朝日夕刊(8月19日)によると、富士通名誉会長山本卓真らが97年、パル判事を顕彰する碑を建てたという。「今の日本の自虐史観は東京裁判が諸悪の根元。これを払拭したい」。

自虐史観とは?このひとたちは、戦前のニッポンを「自国」と考えているらしい。すくなくとも私にとって戦前の日本はおのれの国ではない。カルト教に支配された「他国」である。山本等戦前のニッポンに何らかの責任をもち、未練もある人間にとって戦前を否定するのは、自虐的と形容せざるを得ないらしい。ナチスの時代を生きたドイツの多くの軍人や一般人(前記事のグラスを含め)は、戦前のドイツを否定しているのではないか? そのとき、彼らドイツ人の多くを 「自虐的」と形容するであろうか。

パル顕彰碑は 昨年6月、靖国神社にも建ったという。

パルは英国植民地時代のインドに生まれ独立戦争の空気を吸い、西洋列強に抗うアジアに共感を示した。くわえて、パルは強烈な反共思想の持ち主であった。
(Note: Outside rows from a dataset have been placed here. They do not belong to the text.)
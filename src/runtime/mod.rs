//! Dependency tracking for read functions.
//!
//! A [`TrackingView`] records every key read through it into an explicit
//! [`ReadSet`] and subscribes its owner to those keys. A [`Tracker`] drives
//! one view per pass, keeps the subscriptions in sync with the latest
//! read-set and memoizes the result so that downstream consumers only hear
//! about changed output.

mod tracker;
mod view;

pub use tracker::Tracker;
pub use view::{ReadSet, TrackingView};
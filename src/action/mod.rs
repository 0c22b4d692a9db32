//! Actions and the dispatcher.
//!
//! An action is a pure function from a write-guarded view of the store (plus
//! arguments) to a diff object. `Store::dispatch` resolves the target, runs the
//! action and merges the diff into the store.

mod action;
mod dispatch;
mod write_actions;

pub use action::{Action, ActionHandle, ActionRef};
pub use write_actions::{prepare_write_actions, setter_name};
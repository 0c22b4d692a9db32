use std::cell::{Cell, RefCell};
use std::rc::Rc;

use tracing::{debug, trace};

use super::view::{ReadSet, TrackingView};
use crate::error::Result;
use crate::key::Key;
use crate::store::{guard, Entry, LockKind, Store, StoreView, Subscriber};

type ReadFn<R> = dyn Fn(&dyn StoreView) -> Result<R>;
type ChangeFn<R> = dyn Fn(&R);
type TeardownFn = dyn FnOnce(&[Key]);

struct TrackerInner<R> {
    store: Store,
    subscriber: Subscriber,
    read: Box<ReadFn<R>>,
    guarded: bool,
    reads: RefCell<ReadSet>,
    memo: RefCell<Option<R>>,
    on_change: RefCell<Option<Rc<ChangeFn<R>>>>,
    on_teardown: RefCell<Option<Box<TeardownFn>>>,
    recomputes: Cell<usize>,
    generation: Cell<u64>,
    active: Cell<bool>,
}

/// A read function whose store dependencies are tracked per pass.
///
/// Every key read during a pass subscribes the tracker to that key. A change
/// to a read key re-runs the function; `on_change` fires only if the new
/// result differs from the memoized one. Changes to keys outside the current
/// read-set never re-run it.
///
/// Dropping the tracker unsubscribes it from every key it read.
///
/// # Examples
///
/// ```
/// use serde_json::json;
/// use slotstate::runtime::Tracker;
/// use slotstate::{Store, StoreView};
///
/// let store = Store::builder()
///     .value("foo", json!(1))
///     .value("bar", json!(1))
///     .build()
///     .unwrap();
///
/// let tracker = Tracker::selector(&store, |view| Ok(view.value("foo")));
/// tracker.run().unwrap();
///
/// store.set("bar".into(), json!(2)).unwrap();
/// assert_eq!(tracker.recompute_count(), 1);
///
/// store.set("foo".into(), json!(2)).unwrap();
/// assert_eq!(tracker.recompute_count(), 2);
/// assert_eq!(tracker.current(), Some(Some(json!(2))));
/// ```
pub struct Tracker<R: 'static> {
    inner: Rc<TrackerInner<R>>,
}

impl<R: Clone + PartialEq + 'static> Tracker<R> {
    /// Track `read` with writes passing through to the store.
    pub fn new<F>(store: &Store, read: F) -> Self
    where
        F: Fn(&dyn StoreView) -> Result<R> + 'static,
    {
        Self::build(store, Box::new(read), false)
    }

    /// Track a pure selection: `read` runs against a write guard and the store
    /// refuses writes and dispatches for the duration of each pass.
    pub fn selector<F>(store: &Store, read: F) -> Self
    where
        F: Fn(&dyn StoreView) -> Result<R> + 'static,
    {
        Self::build(store, Box::new(read), true)
    }

    fn build(store: &Store, read: Box<ReadFn<R>>, guarded: bool) -> Self {
        let inner = Rc::new_cyclic(|weak: &std::rc::Weak<TrackerInner<R>>| {
            let weak = weak.clone();
            let subscriber = Subscriber::new(move |new, _old| match weak.upgrade() {
                Some(inner) => inner.notified(new),
                None => Ok(()),
            });
            TrackerInner {
                store: store.clone(),
                subscriber,
                read,
                guarded,
                reads: RefCell::new(ReadSet::default()),
                memo: RefCell::new(None),
                on_change: RefCell::new(None),
                on_teardown: RefCell::new(None),
                recomputes: Cell::new(0),
                generation: Cell::new(0),
                active: Cell::new(false),
            }
        });
        Self { inner }
    }

    /// Called with the new result whenever a recomputation changes it.
    pub fn on_change<F>(self, callback: F) -> Self
    where
        F: Fn(&R) + 'static,
    {
        *self.inner.on_change.borrow_mut() = Some(Rc::new(callback));
        self
    }

    /// Called once on teardown with the keys that were released.
    pub fn on_teardown<F>(self, hook: F) -> Self
    where
        F: FnOnce(&[Key]) + 'static,
    {
        *self.inner.on_teardown.borrow_mut() = Some(Box::new(hook));
        self
    }

    /// Run one tracked pass, memoize and return its result.
    pub fn run(&self) -> Result<R> {
        self.inner.active.set(true);
        let result = self.inner.pass()?;
        *self.inner.memo.borrow_mut() = Some(result.clone());
        Ok(result)
    }

    /// Recompute and report whether the result differs from the memoized one.
    pub fn refresh(&self) -> Result<bool> {
        self.inner.refresh()
    }

    /// The memoized result of the latest pass.
    pub fn current(&self) -> Option<R> {
        self.inner.memo.borrow().clone()
    }

    pub fn reads(&self) -> ReadSet {
        self.inner.reads.borrow().clone()
    }

    pub fn read_keys(&self) -> Vec<Key> {
        self.inner.reads.borrow().keys().cloned().collect()
    }

    /// Number of passes run so far.
    pub fn recompute_count(&self) -> usize {
        self.inner.recomputes.get()
    }

    pub fn subscriber(&self) -> &Subscriber {
        &self.inner.subscriber
    }

    /// Unsubscribe from every read key. Idempotent; later notifications are
    /// ignored until the next [`run`](Self::run).
    pub fn teardown(&self) {
        self.inner.teardown();
    }
}

impl<R: 'static> Drop for Tracker<R> {
    fn drop(&mut self) {
        self.inner.teardown();
    }
}

impl<R: Clone + PartialEq + 'static> TrackerInner<R> {
    fn notified(&self, new: &Entry) -> Result<()> {
        if !self.active.get() {
            return Ok(());
        }
        let stale = match self.reads.borrow().value_at_read(&new.key) {
            Some(seen) => *seen != new.value,
            None => false,
        };
        if !stale {
            trace!(
                store = %self.store.name(),
                subscriber = self.subscriber.id(),
                key = %new.key,
                "skipping recompute"
            );
            return Ok(());
        }
        self.refresh().map(|_| ())
    }

    fn refresh(&self) -> Result<bool> {
        let next = self.pass()?;
        let changed = {
            let mut memo = self.memo.borrow_mut();
            if memo.as_ref() == Some(&next) {
                false
            } else {
                *memo = Some(next.clone());
                true
            }
        };
        if changed {
            debug!(
                store = %self.store.name(),
                subscriber = self.subscriber.id(),
                "tracked result changed"
            );
            let callback = self.on_change.borrow().clone();
            if let Some(callback) = callback {
                callback(&next);
            }
        }
        Ok(changed)
    }

    /// Run the read function until a pass completes without a nested pass
    /// starting inside it. A nested pass is triggered when the read function
    /// writes a key it read; its result supersedes the outer one.
    fn pass(&self) -> Result<R> {
        loop {
            let generation = self.generation.get() + 1;
            self.generation.set(generation);
            self.recomputes.set(self.recomputes.get() + 1);

            let view = TrackingView::new(&self.store, &self.subscriber);
            let result = if self.guarded {
                let _lock = self.store.lock(LockKind::Selection);
                let guarded = guard(&view, self.store.config().selection_guard_message.clone());
                (self.read)(&guarded)
            } else {
                (self.read)(&view)
            };
            let fresh = view.into_reads();

            if result.is_ok() && self.generation.get() != generation {
                trace!(
                    store = %self.store.name(),
                    subscriber = self.subscriber.id(),
                    "nested pass superseded result, re-running"
                );
                self.reads.borrow_mut().merge(fresh);
                continue;
            }

            trace!(
                store = %self.store.name(),
                subscriber = self.subscriber.id(),
                keys = fresh.len(),
                ok = result.is_ok(),
                "tracked pass"
            );
            self.resubscribe(fresh, result.is_ok());
            return result;
        }
    }

    /// Replace the read-set after a pass. A failed pass keeps the union so
    /// that teardown still releases every subscription it made.
    fn resubscribe(&self, fresh: ReadSet, complete: bool) {
        let mut reads = self.reads.borrow_mut();
        if !complete {
            reads.merge(fresh);
            return;
        }
        for key in reads.keys().filter(|key| !fresh.contains(key)) {
            self.store.unsubscribe_key(key, &self.subscriber);
        }
        *reads = fresh;
    }
}

impl<R> TrackerInner<R> {
    fn teardown(&self) {
        if !self.active.replace(false) {
            return;
        }
        let released: Vec<Key> = std::mem::take(&mut *self.reads.borrow_mut())
            .keys()
            .cloned()
            .collect();
        for key in &released {
            self.store.unsubscribe_key(key, &self.subscriber);
        }
        trace!(
            store = %self.store.name(),
            subscriber = self.subscriber.id(),
            keys = released.len(),
            "tracker torn down"
        );
        let hook = self.on_teardown.borrow_mut().take();
        if let Some(hook) = hook {
            hook(&released);
        }
    }
}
52年秋、廣島で開催された国際会議に訪れたパルに、広島市平和大通り近くにある本照寺の住職、筧義章(かけひぎしょうい)は パルに会った:
筧「日本人の言いたいことをいっていただき、胸がすっきりしました」
パル「それは私の主観ではなく、真理と国際法の結論です」

という会話が交わされたという。

筧は20代で旧満州に渡り、中国の土地を奪う日本軍の話を聞いて胸を痛めた。戦後帰国した筧は慰霊碑の建立を思い立つ。外地で死んだ同胞、原爆犠牲者、中国人、朝鮮人、インド人以下に多くが死んだことか。碑文を頼むとパルはうなずいた:

「抑圧されたアジアの解法のため その厳粛なる誓いにいのち捧げた魂の上に幸いあれ」

残念ながら、この碑文によって祀られるに値する日本人などいない。それは筧自身が見聞きした体験から、実感していたのではないか。

筧の息子で住職を継いだ筧義之はいう:
「パル先生は、日本が無罪と言ったわけではなく、裁判に意味がないといわれたのです。おやじはそう話していた」

パルが言ったことを最大限尊重するならば、東京裁判は成立しない裁判である。戦前の日本を裁いて、あらたな民主主義国を打ち立てるには、当時の(おそらくいまでも)「裁判」では間に合わない、ということ。これは明治維新以上の大改革なのだ。すなわち「革命」もしくは「政治裁判」「革命裁判」が必要だったのである(大政奉還!など期待できないのであるから)。現在の天皇を頂上にいただく国家神道に支配された、現在の北朝鮮以上のカルト国を裁くのに法律など無用なのである。「自虐史観」などとわめいている輩はカルト国再興を念じているのであろう。唾棄すべき人々である。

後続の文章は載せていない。